Activity
For the listing beneath, state how many lines contain the string "Duration". Give the number by itself.

Entries supplied
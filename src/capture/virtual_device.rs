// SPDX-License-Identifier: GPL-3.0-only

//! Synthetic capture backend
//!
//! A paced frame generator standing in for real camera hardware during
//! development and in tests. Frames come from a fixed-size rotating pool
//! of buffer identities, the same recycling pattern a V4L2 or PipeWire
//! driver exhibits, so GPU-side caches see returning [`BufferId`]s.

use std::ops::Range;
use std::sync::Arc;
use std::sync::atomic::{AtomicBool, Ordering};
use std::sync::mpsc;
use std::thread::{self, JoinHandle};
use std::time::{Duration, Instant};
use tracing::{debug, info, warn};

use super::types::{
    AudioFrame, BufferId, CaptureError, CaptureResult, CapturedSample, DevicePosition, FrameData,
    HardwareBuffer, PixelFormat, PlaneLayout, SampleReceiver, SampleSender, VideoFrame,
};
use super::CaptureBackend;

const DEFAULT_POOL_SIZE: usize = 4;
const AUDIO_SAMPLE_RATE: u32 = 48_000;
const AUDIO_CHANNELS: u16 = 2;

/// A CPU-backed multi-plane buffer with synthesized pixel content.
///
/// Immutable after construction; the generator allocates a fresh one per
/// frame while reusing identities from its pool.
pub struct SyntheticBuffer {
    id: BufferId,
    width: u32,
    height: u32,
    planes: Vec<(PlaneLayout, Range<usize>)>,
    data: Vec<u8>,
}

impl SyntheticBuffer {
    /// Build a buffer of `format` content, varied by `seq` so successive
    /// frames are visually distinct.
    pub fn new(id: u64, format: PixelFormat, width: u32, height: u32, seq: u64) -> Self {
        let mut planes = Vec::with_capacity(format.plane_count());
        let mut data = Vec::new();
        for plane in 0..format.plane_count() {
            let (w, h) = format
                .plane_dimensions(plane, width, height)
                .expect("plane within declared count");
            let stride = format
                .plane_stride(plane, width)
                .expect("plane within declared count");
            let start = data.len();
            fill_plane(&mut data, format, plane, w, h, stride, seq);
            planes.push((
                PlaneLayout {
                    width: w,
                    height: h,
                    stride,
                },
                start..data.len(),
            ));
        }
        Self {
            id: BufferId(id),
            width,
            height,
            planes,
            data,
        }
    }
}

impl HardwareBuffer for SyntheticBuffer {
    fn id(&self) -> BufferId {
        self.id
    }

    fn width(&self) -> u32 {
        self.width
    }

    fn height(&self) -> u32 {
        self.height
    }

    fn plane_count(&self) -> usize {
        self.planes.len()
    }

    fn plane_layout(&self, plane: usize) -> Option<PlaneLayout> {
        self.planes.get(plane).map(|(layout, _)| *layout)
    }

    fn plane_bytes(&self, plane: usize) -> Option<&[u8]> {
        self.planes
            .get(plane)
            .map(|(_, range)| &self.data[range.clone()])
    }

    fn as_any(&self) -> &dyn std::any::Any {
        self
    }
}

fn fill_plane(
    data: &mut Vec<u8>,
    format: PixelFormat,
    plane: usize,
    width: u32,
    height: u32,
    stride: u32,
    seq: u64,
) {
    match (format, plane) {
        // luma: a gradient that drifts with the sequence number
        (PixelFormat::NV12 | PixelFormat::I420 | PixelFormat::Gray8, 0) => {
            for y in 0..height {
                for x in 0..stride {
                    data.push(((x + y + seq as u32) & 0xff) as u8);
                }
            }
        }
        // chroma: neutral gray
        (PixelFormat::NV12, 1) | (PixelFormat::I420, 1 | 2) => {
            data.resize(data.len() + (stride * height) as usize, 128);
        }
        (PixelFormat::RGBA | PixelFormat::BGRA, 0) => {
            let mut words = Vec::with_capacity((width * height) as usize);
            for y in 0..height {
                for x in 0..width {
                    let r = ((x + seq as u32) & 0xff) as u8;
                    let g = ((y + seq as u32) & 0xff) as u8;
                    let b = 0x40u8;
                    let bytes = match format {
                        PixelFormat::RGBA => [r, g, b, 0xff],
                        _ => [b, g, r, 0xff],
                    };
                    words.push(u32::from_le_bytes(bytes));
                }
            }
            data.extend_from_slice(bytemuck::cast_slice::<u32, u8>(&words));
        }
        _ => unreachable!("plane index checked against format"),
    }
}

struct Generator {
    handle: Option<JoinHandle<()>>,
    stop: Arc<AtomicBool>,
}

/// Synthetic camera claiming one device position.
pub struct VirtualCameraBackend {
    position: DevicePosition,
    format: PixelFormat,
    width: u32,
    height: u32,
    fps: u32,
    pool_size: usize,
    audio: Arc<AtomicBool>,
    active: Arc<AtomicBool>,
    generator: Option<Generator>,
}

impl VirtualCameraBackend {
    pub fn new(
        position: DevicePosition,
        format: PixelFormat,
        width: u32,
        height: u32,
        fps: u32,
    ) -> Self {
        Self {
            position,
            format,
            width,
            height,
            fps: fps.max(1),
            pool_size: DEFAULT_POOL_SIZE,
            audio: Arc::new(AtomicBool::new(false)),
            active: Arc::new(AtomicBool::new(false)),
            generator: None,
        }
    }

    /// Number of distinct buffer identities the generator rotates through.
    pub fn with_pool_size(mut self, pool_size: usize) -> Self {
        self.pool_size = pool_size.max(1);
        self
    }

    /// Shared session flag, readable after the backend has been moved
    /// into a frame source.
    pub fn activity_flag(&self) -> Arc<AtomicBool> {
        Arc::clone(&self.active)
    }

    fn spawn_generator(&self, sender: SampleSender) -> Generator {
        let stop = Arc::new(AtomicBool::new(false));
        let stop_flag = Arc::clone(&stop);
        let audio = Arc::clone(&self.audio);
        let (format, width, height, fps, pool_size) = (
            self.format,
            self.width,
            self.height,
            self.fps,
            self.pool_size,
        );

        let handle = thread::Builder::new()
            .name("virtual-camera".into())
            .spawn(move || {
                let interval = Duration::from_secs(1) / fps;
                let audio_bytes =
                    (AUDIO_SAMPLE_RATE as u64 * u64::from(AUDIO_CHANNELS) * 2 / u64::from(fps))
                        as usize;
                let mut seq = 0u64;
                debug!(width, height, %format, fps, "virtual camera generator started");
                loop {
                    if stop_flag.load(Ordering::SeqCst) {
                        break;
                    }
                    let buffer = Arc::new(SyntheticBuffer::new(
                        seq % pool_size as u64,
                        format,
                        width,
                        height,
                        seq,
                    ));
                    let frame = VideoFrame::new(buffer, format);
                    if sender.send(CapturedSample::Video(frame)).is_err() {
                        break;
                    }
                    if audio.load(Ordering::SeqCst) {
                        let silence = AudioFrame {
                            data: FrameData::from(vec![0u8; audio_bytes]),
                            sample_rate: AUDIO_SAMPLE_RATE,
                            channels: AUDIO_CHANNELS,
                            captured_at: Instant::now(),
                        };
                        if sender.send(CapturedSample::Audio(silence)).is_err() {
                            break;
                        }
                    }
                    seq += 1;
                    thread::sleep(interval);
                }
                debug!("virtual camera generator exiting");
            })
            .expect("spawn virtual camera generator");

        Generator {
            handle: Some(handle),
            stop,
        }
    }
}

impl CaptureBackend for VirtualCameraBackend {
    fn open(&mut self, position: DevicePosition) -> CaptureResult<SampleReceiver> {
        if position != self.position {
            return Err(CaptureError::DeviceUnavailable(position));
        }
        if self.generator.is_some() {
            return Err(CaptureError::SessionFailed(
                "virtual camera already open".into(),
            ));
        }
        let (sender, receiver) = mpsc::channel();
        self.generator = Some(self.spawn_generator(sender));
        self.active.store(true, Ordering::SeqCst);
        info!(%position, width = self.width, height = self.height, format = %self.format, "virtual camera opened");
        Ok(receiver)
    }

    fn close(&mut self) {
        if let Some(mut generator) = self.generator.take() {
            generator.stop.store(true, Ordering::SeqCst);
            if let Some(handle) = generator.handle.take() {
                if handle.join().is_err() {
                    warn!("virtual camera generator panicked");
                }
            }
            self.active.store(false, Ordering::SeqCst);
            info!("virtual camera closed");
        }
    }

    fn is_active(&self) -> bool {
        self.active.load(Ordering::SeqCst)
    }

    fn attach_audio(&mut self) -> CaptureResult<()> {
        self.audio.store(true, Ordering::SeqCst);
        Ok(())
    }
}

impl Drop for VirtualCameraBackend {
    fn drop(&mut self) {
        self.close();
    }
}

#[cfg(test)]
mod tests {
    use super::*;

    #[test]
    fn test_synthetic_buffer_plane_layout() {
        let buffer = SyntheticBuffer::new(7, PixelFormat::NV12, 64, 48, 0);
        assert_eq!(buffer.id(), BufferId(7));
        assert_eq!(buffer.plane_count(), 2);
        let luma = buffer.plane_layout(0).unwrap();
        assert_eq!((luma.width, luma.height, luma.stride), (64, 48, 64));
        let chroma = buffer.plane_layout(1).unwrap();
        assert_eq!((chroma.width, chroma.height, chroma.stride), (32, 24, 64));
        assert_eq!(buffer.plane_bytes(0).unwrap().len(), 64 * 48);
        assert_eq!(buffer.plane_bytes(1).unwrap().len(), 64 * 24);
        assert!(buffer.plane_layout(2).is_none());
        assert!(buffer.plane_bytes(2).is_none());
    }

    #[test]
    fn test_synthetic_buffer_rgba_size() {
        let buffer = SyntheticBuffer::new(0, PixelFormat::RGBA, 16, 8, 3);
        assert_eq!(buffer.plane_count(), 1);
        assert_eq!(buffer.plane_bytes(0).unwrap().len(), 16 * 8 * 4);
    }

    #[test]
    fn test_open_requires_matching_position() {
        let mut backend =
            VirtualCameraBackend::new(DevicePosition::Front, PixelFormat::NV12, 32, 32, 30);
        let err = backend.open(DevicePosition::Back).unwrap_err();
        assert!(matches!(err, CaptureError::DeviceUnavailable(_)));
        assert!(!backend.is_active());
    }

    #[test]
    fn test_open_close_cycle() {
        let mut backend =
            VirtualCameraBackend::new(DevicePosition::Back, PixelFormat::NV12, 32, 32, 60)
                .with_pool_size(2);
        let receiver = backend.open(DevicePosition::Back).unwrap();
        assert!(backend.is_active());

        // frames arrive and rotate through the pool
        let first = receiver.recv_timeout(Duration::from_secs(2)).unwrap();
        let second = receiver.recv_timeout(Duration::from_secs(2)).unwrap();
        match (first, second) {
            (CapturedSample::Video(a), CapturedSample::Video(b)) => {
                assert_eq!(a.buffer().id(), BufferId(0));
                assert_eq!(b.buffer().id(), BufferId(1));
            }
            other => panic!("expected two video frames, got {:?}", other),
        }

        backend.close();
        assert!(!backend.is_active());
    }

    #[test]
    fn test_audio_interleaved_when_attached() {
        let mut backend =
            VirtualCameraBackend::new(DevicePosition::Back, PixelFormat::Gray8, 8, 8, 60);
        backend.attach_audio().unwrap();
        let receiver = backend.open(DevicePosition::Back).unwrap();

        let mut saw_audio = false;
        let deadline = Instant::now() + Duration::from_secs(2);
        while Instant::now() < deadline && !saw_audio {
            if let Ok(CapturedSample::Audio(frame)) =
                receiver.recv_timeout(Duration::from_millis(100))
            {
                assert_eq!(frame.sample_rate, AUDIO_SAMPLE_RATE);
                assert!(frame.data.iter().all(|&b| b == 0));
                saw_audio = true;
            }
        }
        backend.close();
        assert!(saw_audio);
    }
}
--
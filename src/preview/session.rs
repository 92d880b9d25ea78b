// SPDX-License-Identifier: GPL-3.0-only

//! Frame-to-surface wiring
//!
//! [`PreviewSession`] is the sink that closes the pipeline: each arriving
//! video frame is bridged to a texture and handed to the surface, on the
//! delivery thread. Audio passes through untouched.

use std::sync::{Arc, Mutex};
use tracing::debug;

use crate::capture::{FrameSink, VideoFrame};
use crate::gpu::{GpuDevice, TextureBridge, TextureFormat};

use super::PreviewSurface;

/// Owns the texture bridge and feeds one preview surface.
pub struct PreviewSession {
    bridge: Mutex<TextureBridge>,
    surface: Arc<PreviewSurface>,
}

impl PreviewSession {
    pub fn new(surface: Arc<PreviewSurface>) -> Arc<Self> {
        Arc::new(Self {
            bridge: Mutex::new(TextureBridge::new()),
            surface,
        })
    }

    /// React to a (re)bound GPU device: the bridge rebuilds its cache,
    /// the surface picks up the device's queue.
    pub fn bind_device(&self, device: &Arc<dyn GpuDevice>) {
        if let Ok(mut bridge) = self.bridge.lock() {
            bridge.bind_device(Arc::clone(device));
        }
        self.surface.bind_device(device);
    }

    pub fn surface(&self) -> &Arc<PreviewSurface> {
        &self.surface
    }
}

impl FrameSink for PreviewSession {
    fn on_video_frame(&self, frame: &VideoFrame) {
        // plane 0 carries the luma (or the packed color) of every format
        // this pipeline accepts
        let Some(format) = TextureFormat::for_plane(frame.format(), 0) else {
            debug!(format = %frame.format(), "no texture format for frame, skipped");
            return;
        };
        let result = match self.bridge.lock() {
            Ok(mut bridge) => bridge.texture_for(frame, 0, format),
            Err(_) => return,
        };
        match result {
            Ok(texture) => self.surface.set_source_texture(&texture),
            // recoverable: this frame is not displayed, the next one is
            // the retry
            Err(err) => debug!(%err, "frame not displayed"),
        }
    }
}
* * *
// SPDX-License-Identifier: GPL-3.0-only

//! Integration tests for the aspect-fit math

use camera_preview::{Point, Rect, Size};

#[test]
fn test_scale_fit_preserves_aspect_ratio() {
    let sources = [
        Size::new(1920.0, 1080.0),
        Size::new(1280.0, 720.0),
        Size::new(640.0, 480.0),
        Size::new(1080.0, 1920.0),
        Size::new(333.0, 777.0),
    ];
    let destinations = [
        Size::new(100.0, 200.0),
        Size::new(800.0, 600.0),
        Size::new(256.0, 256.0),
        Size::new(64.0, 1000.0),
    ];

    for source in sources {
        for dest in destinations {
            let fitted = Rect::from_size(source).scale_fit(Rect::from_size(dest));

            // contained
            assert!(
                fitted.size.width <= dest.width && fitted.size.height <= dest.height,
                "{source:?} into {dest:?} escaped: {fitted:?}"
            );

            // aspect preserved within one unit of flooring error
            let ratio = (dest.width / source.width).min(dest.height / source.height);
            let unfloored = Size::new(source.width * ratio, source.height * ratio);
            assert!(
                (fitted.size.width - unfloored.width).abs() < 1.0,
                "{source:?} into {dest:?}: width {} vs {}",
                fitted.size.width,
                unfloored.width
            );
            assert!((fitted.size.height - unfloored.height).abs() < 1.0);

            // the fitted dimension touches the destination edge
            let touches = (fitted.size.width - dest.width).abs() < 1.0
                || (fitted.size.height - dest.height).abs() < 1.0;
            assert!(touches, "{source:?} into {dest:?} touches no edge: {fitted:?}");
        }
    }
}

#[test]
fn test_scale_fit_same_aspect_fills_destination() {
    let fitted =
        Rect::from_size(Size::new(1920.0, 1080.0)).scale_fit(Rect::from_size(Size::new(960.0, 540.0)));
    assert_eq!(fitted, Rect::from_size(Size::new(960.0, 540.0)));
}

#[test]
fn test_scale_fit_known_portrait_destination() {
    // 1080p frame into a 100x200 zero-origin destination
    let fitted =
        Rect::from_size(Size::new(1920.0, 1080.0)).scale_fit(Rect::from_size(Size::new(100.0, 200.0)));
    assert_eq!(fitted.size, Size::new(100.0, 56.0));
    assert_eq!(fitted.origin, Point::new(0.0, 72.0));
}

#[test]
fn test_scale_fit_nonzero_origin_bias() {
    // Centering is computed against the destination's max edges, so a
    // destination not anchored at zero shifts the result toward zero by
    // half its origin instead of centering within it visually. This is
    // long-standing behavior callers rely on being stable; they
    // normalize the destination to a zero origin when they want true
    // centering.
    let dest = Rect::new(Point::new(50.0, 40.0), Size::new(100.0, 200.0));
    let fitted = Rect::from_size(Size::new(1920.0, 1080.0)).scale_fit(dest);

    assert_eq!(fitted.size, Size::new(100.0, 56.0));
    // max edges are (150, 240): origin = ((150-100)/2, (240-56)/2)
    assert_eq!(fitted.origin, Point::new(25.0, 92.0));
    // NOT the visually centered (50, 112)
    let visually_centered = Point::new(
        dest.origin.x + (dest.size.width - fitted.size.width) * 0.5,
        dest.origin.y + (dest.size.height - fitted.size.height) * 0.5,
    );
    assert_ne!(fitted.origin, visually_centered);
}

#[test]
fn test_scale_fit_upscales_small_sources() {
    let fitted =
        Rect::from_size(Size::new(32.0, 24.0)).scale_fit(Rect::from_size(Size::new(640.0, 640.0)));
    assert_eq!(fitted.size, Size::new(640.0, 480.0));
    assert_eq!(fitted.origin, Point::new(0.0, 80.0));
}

Written answer
6